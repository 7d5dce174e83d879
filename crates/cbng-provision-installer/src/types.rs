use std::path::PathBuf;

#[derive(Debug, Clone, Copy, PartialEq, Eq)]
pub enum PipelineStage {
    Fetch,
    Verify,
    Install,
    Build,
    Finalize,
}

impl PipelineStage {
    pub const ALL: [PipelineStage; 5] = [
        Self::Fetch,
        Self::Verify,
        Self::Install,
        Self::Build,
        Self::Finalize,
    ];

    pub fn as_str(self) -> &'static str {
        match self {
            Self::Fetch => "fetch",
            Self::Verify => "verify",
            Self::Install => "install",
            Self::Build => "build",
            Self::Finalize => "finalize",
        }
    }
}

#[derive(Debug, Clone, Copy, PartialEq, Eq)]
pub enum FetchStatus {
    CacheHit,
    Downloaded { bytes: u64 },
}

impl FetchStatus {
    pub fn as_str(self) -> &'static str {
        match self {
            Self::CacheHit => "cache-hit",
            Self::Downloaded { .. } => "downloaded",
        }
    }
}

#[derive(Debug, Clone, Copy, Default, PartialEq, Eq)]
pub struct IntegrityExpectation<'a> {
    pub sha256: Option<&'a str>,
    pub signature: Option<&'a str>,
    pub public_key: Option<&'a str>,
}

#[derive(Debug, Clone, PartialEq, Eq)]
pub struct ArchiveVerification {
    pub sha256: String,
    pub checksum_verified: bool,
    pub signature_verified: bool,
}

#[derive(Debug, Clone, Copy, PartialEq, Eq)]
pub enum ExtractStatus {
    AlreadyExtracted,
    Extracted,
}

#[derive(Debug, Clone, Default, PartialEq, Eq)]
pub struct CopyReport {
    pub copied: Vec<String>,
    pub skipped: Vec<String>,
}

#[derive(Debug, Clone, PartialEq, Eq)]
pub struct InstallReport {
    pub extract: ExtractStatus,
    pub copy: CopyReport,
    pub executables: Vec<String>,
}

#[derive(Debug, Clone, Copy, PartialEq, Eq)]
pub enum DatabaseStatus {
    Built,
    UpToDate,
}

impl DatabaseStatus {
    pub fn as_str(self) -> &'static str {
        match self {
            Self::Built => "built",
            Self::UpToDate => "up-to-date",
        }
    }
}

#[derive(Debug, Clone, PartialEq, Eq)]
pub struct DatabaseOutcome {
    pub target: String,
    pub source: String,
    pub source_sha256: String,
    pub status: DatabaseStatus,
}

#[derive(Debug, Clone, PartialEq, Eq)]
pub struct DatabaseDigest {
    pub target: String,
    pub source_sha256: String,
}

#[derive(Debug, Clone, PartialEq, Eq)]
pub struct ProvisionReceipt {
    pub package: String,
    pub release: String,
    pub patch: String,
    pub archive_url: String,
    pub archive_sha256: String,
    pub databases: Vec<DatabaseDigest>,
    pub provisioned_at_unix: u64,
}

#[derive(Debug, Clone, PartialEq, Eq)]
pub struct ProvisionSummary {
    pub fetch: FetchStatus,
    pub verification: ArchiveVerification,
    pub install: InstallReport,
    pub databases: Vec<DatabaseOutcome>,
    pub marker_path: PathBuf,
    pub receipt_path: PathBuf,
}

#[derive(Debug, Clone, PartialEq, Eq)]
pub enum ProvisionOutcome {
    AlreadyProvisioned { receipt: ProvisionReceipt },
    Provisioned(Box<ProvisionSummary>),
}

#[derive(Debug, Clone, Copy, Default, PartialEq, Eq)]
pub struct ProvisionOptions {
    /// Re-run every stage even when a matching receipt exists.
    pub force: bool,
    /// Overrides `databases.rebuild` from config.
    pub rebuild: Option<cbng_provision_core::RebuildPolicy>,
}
********************
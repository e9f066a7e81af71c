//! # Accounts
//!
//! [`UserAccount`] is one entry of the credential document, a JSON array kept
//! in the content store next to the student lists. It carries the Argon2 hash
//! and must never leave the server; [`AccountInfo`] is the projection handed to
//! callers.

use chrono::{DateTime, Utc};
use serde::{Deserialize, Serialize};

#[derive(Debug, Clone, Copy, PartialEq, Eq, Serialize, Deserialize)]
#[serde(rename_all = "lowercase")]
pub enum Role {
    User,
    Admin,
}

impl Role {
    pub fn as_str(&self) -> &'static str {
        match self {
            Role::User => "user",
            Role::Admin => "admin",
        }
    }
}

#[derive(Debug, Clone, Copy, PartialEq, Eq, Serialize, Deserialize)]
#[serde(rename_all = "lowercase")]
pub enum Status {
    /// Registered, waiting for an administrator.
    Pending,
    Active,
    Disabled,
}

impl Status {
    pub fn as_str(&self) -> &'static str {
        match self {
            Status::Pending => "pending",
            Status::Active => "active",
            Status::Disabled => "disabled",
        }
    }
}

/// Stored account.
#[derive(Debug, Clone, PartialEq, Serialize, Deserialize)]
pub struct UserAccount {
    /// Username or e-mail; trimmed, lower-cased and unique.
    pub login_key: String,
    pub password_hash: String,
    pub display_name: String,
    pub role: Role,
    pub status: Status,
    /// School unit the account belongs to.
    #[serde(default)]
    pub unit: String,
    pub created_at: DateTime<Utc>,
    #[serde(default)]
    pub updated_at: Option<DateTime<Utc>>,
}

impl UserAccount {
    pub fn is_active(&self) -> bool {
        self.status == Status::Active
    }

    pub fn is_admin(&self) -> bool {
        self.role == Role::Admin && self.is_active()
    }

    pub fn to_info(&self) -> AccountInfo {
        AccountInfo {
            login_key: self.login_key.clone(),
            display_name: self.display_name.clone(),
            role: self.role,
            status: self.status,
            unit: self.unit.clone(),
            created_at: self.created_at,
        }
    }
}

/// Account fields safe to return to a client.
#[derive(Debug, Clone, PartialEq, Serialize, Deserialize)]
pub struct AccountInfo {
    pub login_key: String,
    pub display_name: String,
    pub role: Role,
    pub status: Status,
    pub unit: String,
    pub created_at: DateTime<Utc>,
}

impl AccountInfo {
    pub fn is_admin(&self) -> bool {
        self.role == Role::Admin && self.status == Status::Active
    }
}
********************
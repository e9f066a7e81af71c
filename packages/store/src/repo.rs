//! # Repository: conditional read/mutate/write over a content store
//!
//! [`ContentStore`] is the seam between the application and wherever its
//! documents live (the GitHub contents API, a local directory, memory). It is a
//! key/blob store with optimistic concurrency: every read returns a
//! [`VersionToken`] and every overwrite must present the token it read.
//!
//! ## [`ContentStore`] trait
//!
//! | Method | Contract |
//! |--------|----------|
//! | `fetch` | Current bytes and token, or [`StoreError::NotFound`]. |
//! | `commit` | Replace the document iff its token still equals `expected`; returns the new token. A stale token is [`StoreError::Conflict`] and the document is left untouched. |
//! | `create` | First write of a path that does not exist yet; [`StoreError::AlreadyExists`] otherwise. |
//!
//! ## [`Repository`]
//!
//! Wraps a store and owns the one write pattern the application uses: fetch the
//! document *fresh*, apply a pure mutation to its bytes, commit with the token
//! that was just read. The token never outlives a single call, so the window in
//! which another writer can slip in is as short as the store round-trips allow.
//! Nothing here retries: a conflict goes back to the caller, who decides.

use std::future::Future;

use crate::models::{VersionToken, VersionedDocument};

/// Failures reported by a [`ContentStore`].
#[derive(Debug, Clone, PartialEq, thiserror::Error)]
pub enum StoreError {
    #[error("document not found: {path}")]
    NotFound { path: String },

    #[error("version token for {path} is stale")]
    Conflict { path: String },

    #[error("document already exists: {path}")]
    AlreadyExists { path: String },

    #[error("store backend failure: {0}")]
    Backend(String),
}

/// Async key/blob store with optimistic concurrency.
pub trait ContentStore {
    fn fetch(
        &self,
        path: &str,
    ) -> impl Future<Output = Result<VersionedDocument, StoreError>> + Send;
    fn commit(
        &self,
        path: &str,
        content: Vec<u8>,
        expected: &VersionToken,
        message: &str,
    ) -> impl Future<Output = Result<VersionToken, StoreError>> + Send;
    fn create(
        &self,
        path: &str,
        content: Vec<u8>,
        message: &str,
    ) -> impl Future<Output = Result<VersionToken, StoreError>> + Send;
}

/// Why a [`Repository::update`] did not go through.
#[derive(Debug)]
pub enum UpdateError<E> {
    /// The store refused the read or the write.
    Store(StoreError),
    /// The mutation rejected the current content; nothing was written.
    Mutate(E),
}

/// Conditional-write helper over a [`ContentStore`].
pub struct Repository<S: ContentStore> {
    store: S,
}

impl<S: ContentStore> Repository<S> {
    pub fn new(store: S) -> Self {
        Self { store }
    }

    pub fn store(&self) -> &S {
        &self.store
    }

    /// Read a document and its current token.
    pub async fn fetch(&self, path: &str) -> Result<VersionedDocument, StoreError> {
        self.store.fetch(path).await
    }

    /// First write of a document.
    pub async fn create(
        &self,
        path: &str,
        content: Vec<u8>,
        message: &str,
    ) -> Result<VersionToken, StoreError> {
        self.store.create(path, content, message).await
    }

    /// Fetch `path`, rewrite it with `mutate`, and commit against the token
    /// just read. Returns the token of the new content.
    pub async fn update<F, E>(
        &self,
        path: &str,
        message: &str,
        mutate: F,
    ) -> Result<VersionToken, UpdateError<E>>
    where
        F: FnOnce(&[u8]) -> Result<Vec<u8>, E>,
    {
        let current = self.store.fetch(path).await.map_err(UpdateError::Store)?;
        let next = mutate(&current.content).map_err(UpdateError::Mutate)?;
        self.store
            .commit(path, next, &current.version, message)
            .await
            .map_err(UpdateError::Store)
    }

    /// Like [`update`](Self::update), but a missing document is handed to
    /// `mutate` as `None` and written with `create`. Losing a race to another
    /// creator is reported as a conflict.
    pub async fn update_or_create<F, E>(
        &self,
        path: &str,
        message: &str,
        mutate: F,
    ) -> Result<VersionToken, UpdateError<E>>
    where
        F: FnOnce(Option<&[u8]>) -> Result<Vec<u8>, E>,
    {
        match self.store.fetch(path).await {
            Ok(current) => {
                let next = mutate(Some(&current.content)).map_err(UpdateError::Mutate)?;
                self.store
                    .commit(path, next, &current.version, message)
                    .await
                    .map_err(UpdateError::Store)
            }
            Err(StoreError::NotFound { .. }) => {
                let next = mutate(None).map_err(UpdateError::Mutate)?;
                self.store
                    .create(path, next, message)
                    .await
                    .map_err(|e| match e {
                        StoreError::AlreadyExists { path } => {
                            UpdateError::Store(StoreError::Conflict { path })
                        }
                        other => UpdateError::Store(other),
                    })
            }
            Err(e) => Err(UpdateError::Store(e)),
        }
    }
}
********************
Work instructions: Retype exactly the lines above, from the one with "token it read." through the one with "Current bytes and", inclusive.

Exercise output:
//! [`VersionToken`] and every overwrite must present the token it read.
//!
//! ## [`ContentStore`] trait
//!
//! | Method | Contract |
//! |--------|----------|
//! | `fetch` | Current bytes and token, or [`StoreError::NotFound`]. |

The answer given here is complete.